Among the lines of the records below, copy those that hold the word "Clone".
——
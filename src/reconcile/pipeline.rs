//! The reconciliation pipeline.
//!
//! [`Reconciler::run`] takes the input workbooks through every stage:
//! overrides, timelines, projection, gross records, HR and ledger
//! aggregation, eligibility, tiers, formulas, and comparison. The run is
//! synchronous and owns every intermediate map; iteration is over
//! `BTreeMap`s so the report is identical for identical inputs.

use std::collections::{BTreeMap, BTreeSet};

use serde::{Deserialize, Serialize};
use tracing::{debug, info, warn};

use crate::calculation::{
    FormulaInputs, PaymentStatus, TierAssignment, TierKind, assess_eligibility,
    build_timelines, classify, evaluate, gross_record, is_saturated,
};
use crate::config::{BonusConfig, OverrideTable};
use crate::error::{EngineError, EngineResult};
use crate::models::{
    ComparisonRow, EmployeeCategory, EmployeeKey, GrossRecord, MatchStatus,
    ReconciliationReport, ReconciliationSummary, RunWarning, Stage, StageValues, Workbook,
};

use super::audit::run_signature;
use super::comparator::compare;
use super::hr_aggregate::{HrRecord, aggregate_hr};
use super::ledger::{LedgerAggregation, aggregate_ledger, apply_override_workbook};

/// The workbooks of one run, by role.
///
/// Every role is optional at the type level so that a request missing one
/// can be answered with [`EngineError::MissingInput`] naming it.
#[derive(Debug, Clone, Default, PartialEq, Serialize, Deserialize)]
pub struct ReconciliationInputs {
    /// Staff monthly salary workbook (required).
    #[serde(default)]
    pub staff: Option<Workbook>,
    /// Worker monthly salary workbook (required).
    #[serde(default)]
    pub worker: Option<Workbook>,
    /// HR bonus workbook (required).
    #[serde(default)]
    pub hr: Option<Workbook>,
    /// Due/unpaid ledger (required).
    #[serde(default)]
    pub due_ledger: Option<Workbook>,
    /// Loan-deduction ledger (required).
    #[serde(default)]
    pub loan_ledger: Option<Workbook>,
    /// Already-paid ledger.
    #[serde(default)]
    pub already_paid_ledger: Option<Workbook>,
    /// Override workbook.
    #[serde(default)]
    pub override_workbook: Option<Workbook>,
}

fn required<'a>(workbook: &'a Option<Workbook>, role: &str) -> EngineResult<&'a Workbook> {
    workbook.as_ref().ok_or_else(|| EngineError::MissingInput {
        role: role.to_string(),
    })
}

fn layout_missing(field: &str) -> EngineError {
    EngineError::InvalidConfig {
        field: field.to_string(),
        message: "a workbook was supplied for this role but no layout is configured".to_string(),
    }
}

/// The ledgers an employee's formulas read from.
#[derive(Debug, Clone, Copy)]
struct Ledgers<'a> {
    due: &'a LedgerAggregation,
    loans: &'a LedgerAggregation,
    already_paid: Option<&'a LedgerAggregation>,
}

/// Software-side result for one employee.
#[derive(Debug, Clone)]
struct SoftwareEvaluation {
    record: GrossRecord,
    months_of_service: Option<u32>,
    eligible: bool,
    tier: TierAssignment,
    values: StageValues,
    payment_status: Option<PaymentStatus>,
    /// Stage values could not be computed within the decimal range.
    overflowed: bool,
    notes: Vec<String>,
}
——
* _EXERCISE SOLUTION_
#[derive(Debug, Clone, Default, PartialEq, Serialize, Deserialize)]
#[derive(Debug, Clone, Copy)]
#[derive(Debug, Clone)]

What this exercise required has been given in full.